Em A salvação do belo, Byung-Chul Han escreve que “a vista mantém a distância” e que, sem a distância, “não é possível a mística” (Han 2016, 14). Relendo hoje as crónicas presentes em Deste mundo e do outro, torna-se evidente não só o fulgor literário que Saramago irá explorar no futuro, mas também a oficina do romancista em criação, uma vez que a escrita e as reflexões do autor português demostram desde logo a sua vocação narrativa e literária.
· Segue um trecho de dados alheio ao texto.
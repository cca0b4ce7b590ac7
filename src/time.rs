//! Time units

use core::fmt::Display;
use core::ops::{Div, Mul};

/// Hertz
#[derive(PartialEq, PartialOrd, Clone, Copy, Debug, Eq)]
#[cfg_attr(feature = "defmt", derive(defmt::Format))]
pub struct Hertz(pub u32);

impl Display for Hertz {
    fn fmt(&self, f: &mut core::fmt::Formatter<'_>) -> core::fmt::Result {
        write!(f, "{} Hz", self.0)
    }
}

impl Hertz {
    /// Create a `Hertz` from the given hertz.
    pub const fn hz(hertz: u32) -> Self {
        Self(hertz)
    }

    /// Create a `Hertz` from the given kilohertz.
    pub const fn khz(kilohertz: u32) -> Self {
        Self(kilohertz * 1_000)
    }

    /// Create a `Hertz` from the given megahertz.
    pub const fn mhz(megahertz: u32) -> Self {
        Self(megahertz * 1_000_000)
    }
}

/// This is a convenience shortcut for [`Hertz::hz`]
pub const fn hz(hertz: u32) -> Hertz {
    Hertz::hz(hertz)
}

/// This is a convenience shortcut for [`Hertz::khz`]
pub const fn khz(kilohertz: u32) -> Hertz {
    Hertz::khz(kilohertz)
}

/// This is a convenience shortcut for [`Hertz::mhz`]
pub const fn mhz(megahertz: u32) -> Hertz {
    Hertz::mhz(megahertz)
}

impl Mul<u32> for Hertz {
    type Output = Hertz;
    fn mul(self, rhs: u32) -> Self::Output {
        Hertz(self.0 * rhs)
    }
}

impl Div<u32> for Hertz {
    type Output = Hertz;
    fn div(self, rhs: u32) -> Self::Output {
        Hertz(self.0 / rhs)
    }
}

impl Div<Hertz> for Hertz {
    type Output = u32;
    fn div(self, rhs: Hertz) -> Self::Output {
        self.0 / rhs.0
    }
}
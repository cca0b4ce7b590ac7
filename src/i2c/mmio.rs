//! Memory-mapped I2C backend.

use core::marker::PhantomData;

use super::{Instance, StateFlags, Status};
use crate::regs::{Block, Classic, Generation, Reg, Series2, CLR_ALIAS};
use crate::time::Hertz;

/// Register offsets and quirks of one hardware generation.
pub trait Layout: Generation {
    /// Separate enable register, `None` when enable is `CTRL.EN`.
    const EN: Option<usize>;
    const CTRL: usize;
    const CMD: usize;
    const STATE: usize;
    const STATUS: usize;
    const CLKDIV: usize;
    const SADDR: usize;
    const SADDRMASK: usize;
    const RXDATA: usize;
    const TXDATA: usize;
    const IF: usize;
    const IEN: usize;

    /// Clear the given `IF` bits.
    fn clear_flags(block: Block, mask: u32);
}

const CTRL_EN: u32 = 1 << 0;

impl Layout for Classic {
    const EN: Option<usize> = None;
    const CTRL: usize = 0x00;
    const CMD: usize = 0x04;
    const STATE: usize = 0x08;
    const STATUS: usize = 0x0C;
    const CLKDIV: usize = 0x10;
    const SADDR: usize = 0x14;
    const SADDRMASK: usize = 0x18;
    const RXDATA: usize = 0x1C;
    const TXDATA: usize = 0x2C;
    const IF: usize = 0x34;
    const IEN: usize = 0x40;

    fn clear_flags(block: Block, mask: u32) {
        // IFC
        block.reg(0x3C).write(mask)
    }
}

impl Layout for Series2 {
    const EN: Option<usize> = Some(0x004);
    const CTRL: usize = 0x008;
    const CMD: usize = 0x00C;
    const STATE: usize = 0x010;
    const STATUS: usize = 0x014;
    const CLKDIV: usize = 0x018;
    const SADDR: usize = 0x01C;
    const SADDRMASK: usize = 0x020;
    const RXDATA: usize = 0x024;
    const TXDATA: usize = 0x034;
    const IF: usize = 0x03C;
    const IEN: usize = 0x040;

    fn clear_flags(block: Block, mask: u32) {
        block.reg(Self::IF + CLR_ALIAS).write(mask)
    }
}

/// An I2C instance accessed through its registers.
pub struct Registers<G: Layout> {
    block: Block,
    clock: Hertz,
    irq: fn(bool),
    _generation: PhantomData<G>,
}

impl<G: Layout> Registers<G> {
    /// # Safety
    ///
    /// `block` must be the base of an I2C instance of generation `G`, owned by this driver.
    /// `clock` is the frequency of the peripheral clock feeding it. `irq` enables or disables the
    /// instance's NVIC line.
    pub const unsafe fn new(block: Block, clock: Hertz, irq: fn(bool)) -> Self {
        Self {
            block,
            clock,
            irq,
            _generation: PhantomData,
        }
    }

    fn reg(&self, offset: usize) -> Reg {
        self.block.reg(offset)
    }
}

impl<G: Layout> Instance for Registers<G> {
    fn command(&self, cmd: u32) {
        self.reg(G::CMD).write(cmd)
    }

    fn status(&self) -> Status {
        Status(self.reg(G::STATE).read())
    }

    fn bus_status(&self) -> u32 {
        self.reg(G::STATUS).read()
    }

    fn flags(&self) -> StateFlags {
        StateFlags(self.reg(G::IF).read())
    }

    fn take_flags(&self) -> StateFlags {
        let flags = self.reg(G::IF).read();
        G::clear_flags(self.block, flags);
        StateFlags(flags)
    }

    fn set_interrupts(&self, mask: u32) {
        self.reg(G::IEN).write(mask)
    }

    fn interrupts(&self) -> u32 {
        self.reg(G::IEN).read()
    }

    fn send(&self, byte: u8) {
        self.reg(G::TXDATA).write(byte as u32)
    }

    fn receive(&self) -> u8 {
        self.reg(G::RXDATA).read() as u8
    }

    fn set_enabled(&self, enabled: bool) {
        match G::EN {
            Some(en) => G::write_bits(self.reg(en), 1, enabled),
            None => G::write_bits(self.reg(G::CTRL), CTRL_EN, enabled),
        }
    }

    fn set_control(&self, mask: u32, on: bool) {
        G::write_bits(self.reg(G::CTRL), mask, on)
    }

    fn clock(&self) -> Hertz {
        self.clock
    }

    fn set_clock_divider(&self, div: u32) {
        self.reg(G::CLKDIV).write(div & 0x1FF)
    }

    fn set_slave_address(&self, address: u8) {
        self.reg(G::SADDR).write(((address & 0x7F) as u32) << 1);
        self.reg(G::SADDRMASK).write(0x7F << 1);
    }

    fn set_irq_enabled(&self, enabled: bool) {
        (self.irq)(enabled)
    }
}

#[cfg(test)]
mod tests {
    use super::*;
    use crate::i2c::{cmd, BusState};

    fn noop_irq(_: bool) {}

    /// Plain RAM stands in for the register block; large enough for the Series 2 aliases.
    fn ram() -> Vec<u32> {
        vec![0u32; (CLR_ALIAS + 0x100) / 4]
    }

    #[test]
    fn classic_layout_accesses() {
        let mut mem = ram();
        let base = mem.as_mut_ptr() as usize;
        let regs = unsafe { Registers::<Classic>::new(Block::new(base), Hertz::mhz(14), noop_irq) };

        regs.set_enabled(true);
        regs.set_control(crate::i2c::ctrl::AUTOSN, true);
        regs.command(cmd::START);
        regs.send(0xA0);
        regs.set_slave_address(0x42);

        assert_eq!(mem[0x00 / 4], CTRL_EN | crate::i2c::ctrl::AUTOSN);
        assert_eq!(mem[0x04 / 4], cmd::START);
        assert_eq!(mem[0x2C / 4], 0xA0);
        assert_eq!(mem[0x14 / 4], 0x84);

        mem[0x08 / 4] = Status::new(BusState::AddrAck, Status::BUSY).0;
        mem[0x34 / 4] = StateFlags::ACK;
        assert_eq!(regs.status().state(), BusState::AddrAck);
        assert!(regs.take_flags().ack());
        assert_eq!(mem[0x3C / 4], StateFlags::ACK);
    }

    #[test]
    fn series2_uses_enable_register_and_clear_alias() {
        let mut mem = ram();
        let base = mem.as_mut_ptr() as usize;
        mem[0x03C / 4] = StateFlags::NACK | StateFlags::MSTOP;

        let regs = unsafe { Registers::<Series2>::new(Block::new(base), Hertz::mhz(39), noop_irq) };
        regs.set_enabled(true);
        let flags = regs.take_flags();

        assert!(flags.nack() && flags.master_stop());
        assert_eq!(mem[(crate::regs::SET_ALIAS + 0x004) / 4], 1);
        assert_eq!(mem[(CLR_ALIAS + 0x03C) / 4], StateFlags::NACK | StateFlags::MSTOP);
    }
}
//! Deep-sleep (EM2) arbitration.
//!
//! Drivers with bus activity in flight block deep sleep, because entering EM2 stops the high
//! frequency clocks feeding I2C, USART, LDMA and USB. The idle loop checks [`deep_sleep_allowed`]
//! before executing `WFI` with `SLEEPDEEP` set, and gives registered [`PreSleep`] hooks a chance
//! to do opportunistic work first.

use core::cell::{Cell, RefCell};

use critical_section::Mutex;
use embassy_time::Duration;

static BLOCKERS: Mutex<Cell<u32>> = Mutex::new(Cell::new(0));

/// Block deep sleep until a matching [`deep_sleep_enable`].
pub fn deep_sleep_disable() {
    critical_section::with(|cs| {
        let n = BLOCKERS.borrow(cs);
        n.set(n.get() + 1);
    })
}

/// Drop one deep sleep block.
pub fn deep_sleep_enable() {
    critical_section::with(|cs| {
        let n = BLOCKERS.borrow(cs);
        debug_assert!(n.get() > 0);
        n.set(n.get().saturating_sub(1));
    })
}

/// Whether no driver currently blocks deep sleep.
pub fn deep_sleep_allowed() -> bool {
    critical_section::with(|cs| BLOCKERS.borrow(cs).get() == 0)
}

/// Number of outstanding deep sleep blocks.
pub fn deep_sleep_blockers() -> u32 {
    critical_section::with(|cs| BLOCKERS.borrow(cs).get())
}

/// Blocks deep sleep for as long as it lives.
#[must_use = "deep sleep is re-enabled as soon as the guard is dropped"]
pub struct DeepSleepGuard {
    _private: (),
}

impl DeepSleepGuard {
    pub fn new() -> Self {
        deep_sleep_disable();
        Self { _private: () }
    }
}

impl Default for DeepSleepGuard {
    fn default() -> Self {
        Self::new()
    }
}

impl Drop for DeepSleepGuard {
    fn drop(&mut self) {
        deep_sleep_enable();
    }
}

/// Work to run right before the core goes to sleep.
pub trait PreSleep: Sync {
    /// `budget` is the time until the next scheduled wakeup.
    ///
    /// Returns `true` once the hook is done, which removes it from the registry.
    fn pre_sleep(&self, budget: Duration) -> bool;
}

const MAX_HOOKS: usize = 4;

static HOOKS: Mutex<RefCell<[Option<&'static dyn PreSleep>; MAX_HOOKS]>> = Mutex::new(RefCell::new([None; MAX_HOOKS]));

fn same_hook(a: &'static dyn PreSleep, b: &'static dyn PreSleep) -> bool {
    core::ptr::eq(a as *const dyn PreSleep as *const (), b as *const dyn PreSleep as *const ())
}

/// Register a hook. Returns `false` when all slots are taken.
pub fn add_pre_sleep(hook: &'static dyn PreSleep) -> bool {
    critical_section::with(|cs| {
        let mut hooks = HOOKS.borrow_ref_mut(cs);
        if hooks.iter().flatten().any(|h| same_hook(*h, hook)) {
            return true;
        }
        match hooks.iter_mut().find(|h| h.is_none()) {
            Some(slot) => {
                *slot = Some(hook);
                true
            }
            None => {
                warn!("no free pre-sleep slot");
                false
            }
        }
    })
}

/// Unregister a hook. Returns whether it was registered.
pub fn remove_pre_sleep(hook: &'static dyn PreSleep) -> bool {
    critical_section::with(|cs| {
        let mut hooks = HOOKS.borrow_ref_mut(cs);
        for slot in hooks.iter_mut() {
            if (*slot).is_some_and(|h| same_hook(h, hook)) {
                *slot = None;
                return true;
            }
        }
        false
    })
}

/// Run all registered hooks with the given sleep budget.
///
/// Hooks run outside the critical section. Returns `true` if any hook completed, in which case the
/// caller should re-evaluate its wakeup time before sleeping.
pub fn run_pre_sleep(budget: Duration) -> bool {
    let hooks = critical_section::with(|cs| *HOOKS.borrow_ref(cs));
    let mut worked = false;
    for hook in hooks.into_iter().flatten() {
        if hook.pre_sleep(budget) {
            remove_pre_sleep(hook);
            worked = true;
        }
    }
    worked
}
//! Flash memory controller (MSC)
//!
//! Word programming with read-back verification, page erase, and a low-latency page erase that
//! runs from the idle loop right before the core would sleep anyway. A page erase stalls every
//! flash fetch for tens of milliseconds, so deferring it into an idle window keeps interrupt
//! latency intact for the rest of the firmware.
use embedded_storage::nor_flash::{NorFlashError, NorFlashErrorKind};

mod msc;
pub use msc::*;

/// Read size (always 1)
pub const READ_SIZE: usize = 1;
/// Programming granularity of the controller.
pub const WRITE_SIZE: usize = 4;

/// Flash error
#[allow(missing_docs)]
#[derive(Debug, Copy, Clone, PartialEq, Eq)]
#[cfg_attr(feature = "defmt", derive(defmt::Format))]
pub enum Error {
    /// The range overlaps the bootloader.
    Protected,
    Size,
    Unaligned,
    /// A word did not read back as written.
    Prog,
    /// A page did not read back erased.
    Erase,
    Timeout,
}

impl NorFlashError for Error {
    fn kind(&self) -> NorFlashErrorKind {
        match self {
            Self::Size => NorFlashErrorKind::OutOfBounds,
            Self::Unaligned => NorFlashErrorKind::NotAligned,
            _ => NorFlashErrorKind::Other,
        }
    }
}

/// Flash layout.
#[non_exhaustive]
#[derive(Copy, Clone, Debug, PartialEq, Eq)]
#[cfg_attr(feature = "defmt", derive(defmt::Format))]
pub struct Config {
    /// Absolute address of the first flash byte.
    pub base: u32,
    /// First address past the bootloader. Nothing below it is ever written or erased.
    pub boot_end: u32,
    /// Flash size in bytes.
    pub flash_size: u32,
}

impl Default for Config {
    fn default() -> Self {
        Self {
            base: 0,
            boot_end: 0,
            flash_size: 256 * 1024,
        }
    }
}

/// MSC register access.
///
/// Commands act on the address most recently latched with [`load_address`](MscRegs::load_address).
pub trait MscRegs {
    /// Erase page size in bytes, a power of two.
    const PAGE_SIZE: u32;

    /// Unlock the controller and enable writes.
    fn unlock(&self);
    /// Disable writes and lock the controller.
    fn lock(&self);
    /// Latch the target address (`ADDRB` + `LADDRIM`).
    fn load_address(&self, address: u32);
    /// Program one word at the latched address (`WDATA` + `WRITEONCE`).
    fn write_once(&self, word: u32);
    /// Start erasing the latched page.
    fn erase_page(&self);
    /// Abort a running erase.
    fn erase_abort(&self);
    fn is_busy(&self) -> bool;
    /// Enable or disable the erase-complete interrupt as a wake source, clearing its flag.
    fn set_erase_wake(&self, enabled: bool);
    /// Sleep until any interrupt is pending.
    ///
    /// The erase command and this wait must execute from RAM, otherwise the core stalls on the
    /// first flash fetch and the erase can no longer be aborted.
    fn wait_for_interrupt(&self);
    fn read_word(&self, address: u32) -> u32;
}

impl<T: MscRegs> MscRegs for &T {
    const PAGE_SIZE: u32 = T::PAGE_SIZE;

    fn unlock(&self) {
        T::unlock(self)
    }
    fn lock(&self) {
        T::lock(self)
    }
    fn load_address(&self, address: u32) {
        T::load_address(self, address)
    }
    fn write_once(&self, word: u32) {
        T::write_once(self, word)
    }
    fn erase_page(&self) {
        T::erase_page(self)
    }
    fn erase_abort(&self) {
        T::erase_abort(self)
    }
    fn is_busy(&self) -> bool {
        T::is_busy(self)
    }
    fn set_erase_wake(&self, enabled: bool) {
        T::set_erase_wake(self, enabled)
    }
    fn wait_for_interrupt(&self) {
        T::wait_for_interrupt(self)
    }
    fn read_word(&self, address: u32) -> u32 {
        T::read_word(self, address)
    }
}

/// Bits of a word that a write of `len` bytes at byte `offset` leaves untouched.
///
/// Flash programming can only clear bits, so untouched bytes are written as `0xFF`.
pub(crate) const fn fill_mask(offset: usize, len: usize) -> u32 {
    let mut mask = 0u32;
    let mut i = 0;
    while i < 4 {
        if i < offset || i >= offset + len {
            mask |= 0xFF << (i * 8);
        }
        i += 1;
    }
    mask
}

#[cfg(test)]
mod tests {
    use super::*;

    #[test]
    fn masks_cover_untouched_bytes() {
        assert_eq!(fill_mask(0, 4), 0);
        assert_eq!(fill_mask(1, 3), 0x0000_00FF);
        assert_eq!(fill_mask(3, 1), 0x00FF_FFFF);
        assert_eq!(fill_mask(0, 1), 0xFFFF_FF00);
        assert_eq!(fill_mask(1, 2), 0xFF00_00FF);
    }

    #[test]
    fn error_kinds() {
        assert_eq!(Error::Size.kind(), NorFlashErrorKind::OutOfBounds);
        assert_eq!(Error::Unaligned.kind(), NorFlashErrorKind::NotAligned);
        assert_eq!(Error::Prog.kind(), NorFlashErrorKind::Other);
    }
}
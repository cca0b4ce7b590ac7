use core::cell::Cell;

use critical_section::Mutex;
use embassy_sync::blocking_mutex::raw::CriticalSectionRawMutex;
use embassy_sync::mutex::Mutex as AsyncMutex;
use embassy_sync::signal::Signal;
use embassy_time::{with_timeout, Duration};

use super::{fill_mask, Config, Error, MscRegs, READ_SIZE, WRITE_SIZE};
use crate::internal::drop::OnDrop;
use crate::sleep::{add_pre_sleep, remove_pre_sleep, PreSleep};

/// Limit for both getting hold of the idle eraser and for the erase itself.
const ERASE_LIMIT: Duration = Duration::from_secs(1);
/// Shortest idle window worth starting an erase in.
const MIN_IDLE: Duration = Duration::from_millis(1);
/// Erase commands issued per page before giving up.
const ERASE_TRIES: u32 = 3;

/// Internal flash memory driver.
pub struct Msc<R: MscRegs> {
    regs: R,
    config: Config,
    active: AsyncMutex<CriticalSectionRawMutex, ()>,
    pending: Mutex<Cell<Option<u32>>>,
    erased: Signal<CriticalSectionRawMutex, ()>,
}

impl<R: MscRegs> Msc<R> {
    pub const fn new(regs: R, config: Config) -> Self {
        Self {
            regs,
            config,
            active: AsyncMutex::new(()),
            pending: Mutex::new(Cell::new(None)),
            erased: Signal::new(),
        }
    }

    pub fn regs(&self) -> &R {
        &self.regs
    }

    pub fn config(&self) -> &Config {
        &self.config
    }

    fn page_of(address: u32) -> u32 {
        address & !(R::PAGE_SIZE - 1)
    }

    fn sync(&self) {
        while self.regs.is_busy() {}
    }

    fn unlocked(&self) -> OnDrop<impl FnOnce() + '_> {
        self.regs.unlock();
        OnDrop::new(|| self.regs.lock())
    }

    /// Program one word and verify it, retrying once.
    ///
    /// The first write after a reset may be lost (erratum FLASH_E201).
    fn program(&self, address: u32, word: u32, mask: u32) -> bool {
        for attempt in 0..2 {
            self.regs.load_address(address);
            self.regs.write_once(word);
            self.sync();
            if self.regs.read_word(address) | mask == word {
                return true;
            }
            if attempt == 0 {
                debug!("write at {:#x} did not stick, retrying", address);
            }
        }
        false
    }

    /// Program a single aligned word.
    pub fn write_word(&self, address: u32, value: u32) -> bool {
        if address < self.config.boot_end || address % 4 != 0 {
            return false;
        }
        let _lock = self.unlocked();
        self.program(address, value, 0)
    }

    /// Program `data` at `address`.
    ///
    /// Unaligned leading and trailing bytes are merged into full words padded with `0xFF`, which
    /// leaves the neighbouring flash contents unchanged.
    pub fn write(&self, address: u32, data: &[u8]) -> bool {
        if address < self.config.boot_end {
            return false;
        }
        trace!("writing {} bytes at {:#x}", data.len(), address);

        let _lock = self.unlocked();
        let mut word_addr = address & !3;
        let mut offset = (address & 3) as usize;
        let mut rest = data;

        while !rest.is_empty() {
            let take = (4 - offset).min(rest.len());
            let mut bytes = [0xFF; 4];
            bytes[offset..offset + take].copy_from_slice(&rest[..take]);

            if !self.program(word_addr, u32::from_le_bytes(bytes), fill_mask(offset, take)) {
                error!("failed to write flash at {:#x}", word_addr);
                return false;
            }

            rest = &rest[take..];
            word_addr = word_addr.wrapping_add(4);
            offset = 0;
        }
        true
    }

    /// Erase every page overlapping `address..address + len`.
    ///
    /// Pages that already read back erased are skipped, the rest get up to three erase commands.
    /// Pages below the bootloader end are left alone.
    pub fn erase(&self, address: u32, len: u32) -> bool {
        if len == 0 {
            return true;
        }
        let boot_page = Self::page_of(self.config.boot_end.wrapping_add(R::PAGE_SIZE - 1));
        let mut page = Self::page_of(address).max(boot_page);
        let last = Self::page_of(address.wrapping_add(len - 1));
        let mut tries = 0;

        while page <= last {
            if self.is_erased(page) {
                trace!("page at {:#x} is empty", page);
                tries = 0;
                match page.checked_add(R::PAGE_SIZE) {
                    Some(next) => page = next,
                    None => break,
                }
                continue;
            }

            if tries == ERASE_TRIES {
                error!("failed to erase page at {:#x}", page);
                return false;
            }
            tries += 1;

            debug!("erasing page at {:#x}", page);
            let _lock = self.unlocked();
            self.regs.load_address(page);
            self.regs.erase_page();
            self.sync();
        }
        true
    }

    pub fn is_erased(&self, page: u32) -> bool {
        (0..R::PAGE_SIZE)
            .step_by(4)
            .all(|offset| self.regs.read_word(page.wrapping_add(offset)) == !0)
    }

    /// Erase a page, giving up as soon as any other interrupt wakes the core.
    ///
    /// Meant to be called with interrupts masked right before sleeping: the erase proceeds while
    /// the core would sleep anyway and is aborted when there is other work to do.
    pub fn try_erase_page(&self, page: u32) -> bool {
        if page < self.config.boot_end {
            return false;
        }
        trace!("trying to erase page at {:#x}", page);

        {
            let _lock = self.unlocked();
            self.regs.set_erase_wake(true);
            let _wake = OnDrop::new(|| self.regs.set_erase_wake(false));

            self.regs.load_address(page);
            self.regs.erase_page();
            self.regs.wait_for_interrupt();
            if self.regs.is_busy() {
                self.regs.erase_abort();
                self.sync();
            }
        }

        if !self.is_erased(page) {
            trace!("page at {:#x} not erased", page);
            return false;
        }
        true
    }

    /// Read `buf.len()` bytes at absolute `address`.
    pub fn read(&self, address: u32, buf: &mut [u8]) {
        for (i, b) in buf.iter_mut().enumerate() {
            let at = address.wrapping_add(i as u32);
            *b = self.regs.read_word(at & !3).to_le_bytes()[(at & 3) as usize];
        }
    }

    fn set_pending(&self, page: Option<u32>) {
        critical_section::with(|cs| self.pending.borrow(cs).set(page))
    }

    /// Blocking read.
    ///
    /// NOTE: `offset` is an offset from the flash start, NOT an absolute address.
    pub fn blocking_read(&self, offset: u32, bytes: &mut [u8]) -> Result<(), Error> {
        if offset as usize + bytes.len() > self.config.flash_size as usize {
            return Err(Error::Size);
        }
        self.read(self.config.base + offset, bytes);
        Ok(())
    }

    /// Blocking write of whole words.
    ///
    /// NOTE: `offset` is an offset from the flash start, NOT an absolute address.
    pub fn blocking_write(&self, offset: u32, bytes: &[u8]) -> Result<(), Error> {
        if offset as usize + bytes.len() > self.config.flash_size as usize {
            return Err(Error::Size);
        }
        if offset as usize % WRITE_SIZE != 0 || bytes.len() % WRITE_SIZE != 0 {
            return Err(Error::Unaligned);
        }
        let address = self.config.base + offset;
        if address < self.config.boot_end {
            return Err(Error::Protected);
        }
        if !self.write(address, bytes) {
            return Err(Error::Prog);
        }
        Ok(())
    }

    /// Blocking erase of whole pages.
    ///
    /// NOTE: `from` and `to` are offsets from the flash start, NOT absolute addresses.
    pub fn blocking_erase(&self, from: u32, to: u32) -> Result<(), Error> {
        if from > to || to > self.config.flash_size {
            return Err(Error::Size);
        }
        if from % R::PAGE_SIZE != 0 || to % R::PAGE_SIZE != 0 {
            return Err(Error::Unaligned);
        }
        let address = self.config.base + from;
        if address < self.config.boot_end {
            return Err(Error::Protected);
        }
        if !self.erase(address, to - from) {
            return Err(Error::Erase);
        }
        Ok(())
    }
}

impl<R: MscRegs + Sync + 'static> Msc<R> {
    /// Erase the page containing `address` during idle time.
    ///
    /// The erase is handed to the pre-sleep hooks and performed once the scheduler has at least
    /// 1 ms to spare. Gives up if another erase holds the driver or the page is not erased within
    /// one second.
    pub async fn erase_page(&'static self, address: u32) -> bool {
        let page = Self::page_of(address);
        if page < self.config.boot_end {
            return false;
        }
        if self.is_erased(page) {
            return true;
        }

        let Ok(_active) = with_timeout(ERASE_LIMIT, self.active.lock()).await else {
            error!("flash eraser busy");
            return false;
        };

        self.erased.reset();
        self.set_pending(Some(page));
        if !add_pre_sleep(self) {
            self.set_pending(None);
            return false;
        }
        let _hook = OnDrop::new(|| {
            remove_pre_sleep(self);
            self.set_pending(None);
        });

        if with_timeout(ERASE_LIMIT, self.erased.wait()).await.is_err() {
            error!("timed out erasing page at {:#x}", page);
            return false;
        }
        true
    }
}

impl<R: MscRegs + Sync> PreSleep for Msc<R> {
    fn pre_sleep(&self, budget: Duration) -> bool {
        if budget < MIN_IDLE {
            return false;
        }
        let Some(page) = critical_section::with(|cs| self.pending.borrow(cs).get()) else {
            return true;
        };
        if !self.try_erase_page(page) {
            return false;
        }
        debug!("erased page at {:#x} while idle", page);
        self.set_pending(None);
        self.erased.signal(());
        true
    }
}

impl<R: MscRegs> embedded_storage::nor_flash::ErrorType for Msc<R> {
    type Error = Error;
}

impl<R: MscRegs> embedded_storage::nor_flash::ReadNorFlash for Msc<R> {
    const READ_SIZE: usize = READ_SIZE;

    fn read(&mut self, offset: u32, bytes: &mut [u8]) -> Result<(), Error> {
        self.blocking_read(offset, bytes)
    }

    fn capacity(&self) -> usize {
        self.config.flash_size as usize
    }
}

impl<R: MscRegs> embedded_storage::nor_flash::NorFlash for Msc<R> {
    const WRITE_SIZE: usize = WRITE_SIZE;
    const ERASE_SIZE: usize = R::PAGE_SIZE as usize;

    fn write(&mut self, offset: u32, bytes: &[u8]) -> Result<(), Error> {
        self.blocking_write(offset, bytes)
    }

    fn erase(&mut self, from: u32, to: u32) -> Result<(), Error> {
        self.blocking_erase(from, to)
    }
}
Recuperando o texto “A crónica como aprendizagem: uma experiência pessoal”, dos anos 1990, Saramago escreve o seguinte sobre a relação entre as crónicas e os romances que lhes sucederiam:

E à pergunta, ingénua mas inevitável, de se ao escrever aqueles textos breves nos estávamos preparando, conscientemente, para o romance, a única resposta honesta que podíamos dar, e temos dado, foi a de que, então, nos encontrávamos tão longe da simples ideia de um dia virmos a escrever histórias de trezentas ou quatrocentas páginas [...]. De todo o modo, os factos estão à vista: entre a primeira linha da primeira crónica e a última linha do último romance, parece ser discernível um fio contínuo ligando tudo [...] a esses romances para os quais a crónica foi insciente aprendizagem, que sem ela não teriam existido, ou teriam existido de outra maneira, para nós inimaginável. (Saramago 1990, n.p.)

Sem as crónicas, os romances e as obras posteriores não teriam sido como foram e, de facto, os sinais encontram-se em diversos textos1. A universalidade da condição humana parece surgir ao longo de várias crónicas, através da reflexão em torno de episódios e personagens que expõem tanto da nossa grandeza, união e generosidade como da nossa malvadez, hipocrisia e injustiça.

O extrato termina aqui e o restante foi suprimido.